Leon gripped the sword with both hands, and the moment his fingers tightened around the leather-wrapped hilt, he felt the weapon's weight,solid, unmistakable, unlike anything he'd ever held before.
A short, already-familiar system window blinked into view.
[Equipment Effect Applied]
[Strength +3]
Leon swallowed. Something in his shoulders and back shifted,subtle, but real,like his body had suddenly learned how to use strength it had always possessed, but never truly understood. He swept his eyes around the store, taking in the toppled shelves, the scattered goods, the narrow aisles.
A minute ago, it had just been a mess.
Now it looked like a battlefield.
His gaze locked on a small TV sitting beside the counter.
With no hesitation he strode over, yanked the plug from the wall, then,almost mechanically,swung the sword and sliced the cord clean near the set. The blade cut through plastic and metal with startling ease. Leon grabbed the cable and moved between two aisles, fixing it low,barely a few centimeters off the floor,pulling it taut into a crude tripwire that vanished into the store's dim, cluttered shadows.
And at that exact moment, the doors blew open with a crash.
Two zombies stumbled into the shop, roaring from their throats. Their bodies slammed into the candy rack that had been blocking the entrance, and the instant they saw movement deeper inside, they surged forward without hesitation,dragging their feet, kicking aside products, knocking things loose as they came.

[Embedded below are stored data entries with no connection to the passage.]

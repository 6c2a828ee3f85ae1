//! The contract every loadable tool implements

use crate::error::ToolError;
use async_trait::async_trait;
use serde_json::Value;

/// Named parameters passed to a tool
pub type Parameters = serde_json::Map<String, Value>;

/// A self-contained unit of logic that can be executed on demand
///
/// Implementations must be reentrant: a bound instance is shared by all
/// concurrent requests for its id and calls into it are not serialized.
#[async_trait]
pub trait Tool: Send + Sync {
    /// Stable key, normally equal to the descriptor id
    fn id(&self) -> &str;

    fn name(&self) -> &str;

    fn description(&self) -> &str;

    /// Run the tool and return a mapping of output field names to values
    ///
    /// Missing or malformed parameters are reported as `ToolError`, never by
    /// panicking.
    async fn execute(&self, parameters: &Parameters) -> Result<Value, ToolError>;
}

/// Get a required string parameter
pub fn required_str<'a>(parameters: &'a Parameters, name: &str) -> Result<&'a str, ToolError> {
    optional_str(parameters, name)?.ok_or_else(|| ToolError::MissingParameter(name.to_string()))
}

/// Get an optional string parameter; `null` counts as absent
pub fn optional_str<'a>(
    parameters: &'a Parameters,
    name: &str,
) -> Result<Option<&'a str>, ToolError> {
    match parameters.get(name) {
        None | Some(Value::Null) => Ok(None),
        Some(Value::String(s)) => Ok(Some(s.as_str())),
        Some(other) => Err(ToolError::InvalidParameterType {
            name: name.to_string(),
            expected: "a string",
            found: value_type_name(other),
        }),
    }
}

fn value_type_name(v: &Value) -> &'static str {
    match v {
        Value::Null => "null",
        Value::Bool(_) => "boolean",
        Value::Number(_) => "number",
        Value::String(_) => "string",
        Value::Array(_) => "array",
        Value::Object(_) => "object",
    }
}
impl DynamicLoader {
    pub fn new(units: impl UnitLoader + 'static) -> Self {
        Self {
            units: Box::new(units),
            opened: Mutex::new(HashMap::new()),
        }
    }

    /// Find the unit file for `id` inside `package_dir`
    pub fn resolve_unit(&self, package_dir: &Path, id: &str) -> Result<PathBuf, LoadError> {
        let extension = self.units.extension();

        let named = package_dir.join(format!("{}.{}", id, extension));
        if named.is_file() {
            return Ok(named);
        }

        let mut candidates: Vec<PathBuf> = fs::read_dir(package_dir)?
            .flatten()
            .map(|entry| entry.path())
            .filter(|path| path.is_file())
            .filter(|path| path.extension().and_then(|e| e.to_str()) == Some(extension))
            .collect();
        candidates.sort();

        if candidates.len() > 1 {
            warn!(
                "{} .{} units in {:?}, using {:?}",
                candidates.len(),
                extension,
                package_dir,
                candidates[0]
            );
        }

        candidates
            .into_iter()
            .next()
            .ok_or_else(|| LoadError::UnitNotFound {
                dir: package_dir.to_path_buf(),
                extension: extension.to_string(),
            })
    }

    /// Open a unit, reusing it if this path was opened before
    ///
    /// A unit that hangs in `open` only blocks callers of the same path.
    fn open_unit(&self, path: &Path) -> Result<Arc<LoadedUnit>, LoadError> {
        let slot = {
            let mut opened = self.opened.lock().unwrap_or_else(|e| e.into_inner());
            Arc::clone(opened.entry(path.to_path_buf()).or_default())
        };

        // Held across `open` so a unit is opened at most once
        let mut cached = slot.lock().unwrap_or_else(|e| e.into_inner());
        if let Some(unit) = cached.as_ref() {
            return Ok(Arc::clone(unit));
        }

        info!("Loading unit {:?}", path);
        let unit = Arc::new(self.units.open(path)?);
        *cached = Some(Arc::clone(&unit));
        Ok(unit)
    }

    /// Number of distinct units opened so far
    pub fn opened_units(&self) -> usize {
        let opened = self.opened.lock().unwrap_or_else(|e| e.into_inner());
        opened
            .values()
            .filter(|slot| matches!(slot.try_lock(), Ok(unit) if unit.is_some()))
            .count()
    }
}

impl ToolLoader for DynamicLoader {
    fn load_executable(&self, package_dir: &Path, id: &str) -> Result<Arc<dyn Tool>, LoadError> {
        let path = self.resolve_unit(package_dir, id)?;
        let unit = self.open_unit(&path)?;
        let tool = unit.instantiate()?;

        if tool.id() != id {
            warn!(
                "Tool loaded for '{}' from {:?} reports id '{}'",
                id,
                path,
                tool.id()
            );
        }
        Ok(Arc::from(tool))
    }
}

#[cfg(test)]
mod tests {
    use super::*;
    use crate::error::ToolError;
    use crate::tools::capability::Parameters;
    use async_trait::async_trait;
    use serde_json::{json, Value};
    use std::sync::mpsc;
    use std::thread;
    use std::time::Duration;
    use tempfile::TempDir;

    #[derive(Default)]
    struct Echo;

    #[async_trait]
    impl Tool for Echo {
        fn id(&self) -> &str {
            "echo"
        }
        fn name(&self) -> &str {
            "Echo"
        }
        fn description(&self) -> &str {
            "Returns its parameters"
        }
        async fn execute(&self, parameters: &Parameters) -> Result<Value, ToolError> {
            Ok(Value::Object(parameters.clone()))
        }
    }

    struct Exploding;

    impl Default for Exploding {
        fn default() -> Self {
            panic!("constructor failure")
        }
    }

    #[async_trait]
    impl Tool for Exploding {
        fn id(&self) -> &str {
            "exploding"
        }
        fn name(&self) -> &str {
            "Exploding"
        }
        fn description(&self) -> &str {
            ""
        }
        async fn execute(&self, _parameters: &Parameters) -> Result<Value, ToolError> {
            Ok(Value::Null)
        }
    }

    fn echo_exports() -> Vec<ExportedType> {
        vec![ExportedType::other("Helper"), ExportedType::capability::<Echo>()]
    }

    fn helper_only() -> Vec<ExportedType> {
        vec![ExportedType::other("Helper")]
    }

    fn exploding_exports() -> Vec<ExportedType> {
        vec![ExportedType::capability::<Exploding>()]
    }

    fn test_loader() -> DynamicLoader {
        let mut units = StaticUnitLoader::new("tool");
        units
            .register("echo", echo_exports)
            .register("helpers", helper_only)
            .register("exploding", exploding_exports);
        DynamicLoader::new(units)
    }

    fn package(files: &[&str]) -> TempDir {
        let temp_dir = TempDir::new().unwrap();
        for file in files {
            fs::write(temp_dir.path().join(file), b"").unwrap();
        }
        temp_dir
    }

    #[test]
    fn test_resolve_prefers_unit_named_after_id() {
        let dir = package(&["aaa.tool", "echo.tool"]);
        let loader = test_loader();

        let path = loader.resolve_unit(dir.path(), "echo").unwrap();
        assert!(path.ends_with("echo.tool"));
    }

    #[test]
    fn test_resolve_falls_back_to_first_by_name() {
        let dir = package(&["zz.tool", "echo.tool", "notes.txt"]);
        let loader = test_loader();

        let path = loader.resolve_unit(dir.path(), "other-id").unwrap();
        assert!(path.ends_with("echo.tool"));
    }

    #[test]
    fn test_resolve_no_unit() {
        let dir = package(&["readme.md"]);
        let loader = test_loader();

        let result = loader.resolve_unit(dir.path(), "echo");
        assert!(matches!(result, Err(LoadError::UnitNotFound { .. })));
    }

    #[tokio::test]
    async fn test_load_selects_first_capability() {
        let dir = package(&["echo.tool"]);
        let loader = test_loader();

        let tool = loader.load_executable(dir.path(), "echo").unwrap();
        assert_eq!(tool.id(), "echo");

        let params = json!({"k": "v"}).as_object().cloned().unwrap();
        let output = tool.execute(&params).await.unwrap();
        assert_eq!(output, json!({"k": "v"}));
    }

    #[test]
    fn test_unit_opened_once_per_path() {
        let dir = package(&["echo.tool"]);
        let loader = test_loader();

        loader.load_executable(dir.path(), "echo").unwrap();
        loader.load_executable(dir.path(), "echo").unwrap();
        assert_eq!(loader.opened_units(), 1);
    }

    /// Blocks in `open` for `hang.tool` until released
    struct GatedUnits {
        entered: Mutex<mpsc::Sender<()>>,
        release: Mutex<mpsc::Receiver<()>>,
    }

    impl UnitLoader for GatedUnits {
        fn extension(&self) -> &str {
            "tool"
        }

        fn open(&self, path: &Path) -> Result<LoadedUnit, LoadError> {
            if path.file_stem().and_then(|s| s.to_str()) == Some("hang") {
                self.entered.lock().unwrap().send(()).unwrap();
                self.release.lock().unwrap().recv().unwrap();
            }
            Ok(LoadedUnit::new(path.to_path_buf(), echo_exports()))
        }
    }

    #[test]
    fn test_stuck_unit_does_not_block_other_packages() {
        let (entered_tx, entered_rx) = mpsc::channel();
        let (release_tx, release_rx) = mpsc::channel();
        let loader = Arc::new(DynamicLoader::new(GatedUnits {
            entered: Mutex::new(entered_tx),
            release: Mutex::new(release_rx),
        }));
        let hang_dir = package(&["hang.tool"]);
        let fast_dir = package(&["fast.tool"]);

        let hanging = {
            let loader = Arc::clone(&loader);
            let dir = hang_dir.path().to_path_buf();
            thread::spawn(move || loader.load_executable(&dir, "hang").is_ok())
        };
        entered_rx.recv_timeout(Duration::from_secs(5)).unwrap();

        let (done_tx, done_rx) = mpsc::channel();
        {
            let loader = Arc::clone(&loader);
            let dir = fast_dir.path().to_path_buf();
            thread::spawn(move || {
                let _ = done_tx.send(loader.load_executable(&dir, "fast").is_ok());
            });
        }
        assert!(done_rx.recv_timeout(Duration::from_secs(2)).unwrap());
        assert_eq!(loader.opened_units(), 1);

        release_tx.send(()).unwrap();
        assert!(hanging.join().unwrap());
        assert_eq!(loader.opened_units(), 2);
    }

    #[test]
    fn test_no_implementation() {
        let dir = package(&["helpers.tool"]);
        let loader = test_loader();

        let result = loader.load_executable(dir.path(), "helpers");
        assert!(matches!(result, Err(LoadError::NoImplementation(_))));
    }

    #[test]
    fn test_unregistered_unit() {
        let dir = package(&["mystery.tool"]);
        let loader = test_loader();

        let result = loader.load_executable(dir.path(), "mystery");
        assert!(matches!(result, Err(LoadError::UnregisteredUnit(name)) if name == "mystery"));
    }

    #[test]
    fn test_constructor_panic_becomes_load_error() {
        let dir = package(&["exploding.tool"]);
        let loader = test_loader();

        let result = loader.load_executable(dir.path(), "exploding");
        assert!(matches!(result, Err(LoadError::Instantiation(_))));
    }

    #[test]
    fn test_builtin_table_contains_case_transform() {
        let loader = StaticUnitLoader::builtin();
        assert!(loader.units().contains(&"case-transform".to_string()));
        assert_eq!(loader.extension(), "tool");
    }
}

Leon retreated a single step. His heart was pounding like a drum, but his eyes were focused,almost cold,as he waited for the timing.
The first zombie caught its foot on the wire and went down like a felled tree, yanking the second with it. The other lost balance and hit the floor beside it, both of them tangled together, flailing and scraping at the tiles in a chaotic snarl.
Leon moved immediately.
He sprinted to the first one and swung with everything he had.
The sword punched through its skull with a dull, wet crack. The blade sank deep,almost to the hilt,and blood and bone fragments sprayed across the shelves and his clothes. He didn't stop for a breath. He ripped the blade free and turned on the second zombie, which was just starting to rise.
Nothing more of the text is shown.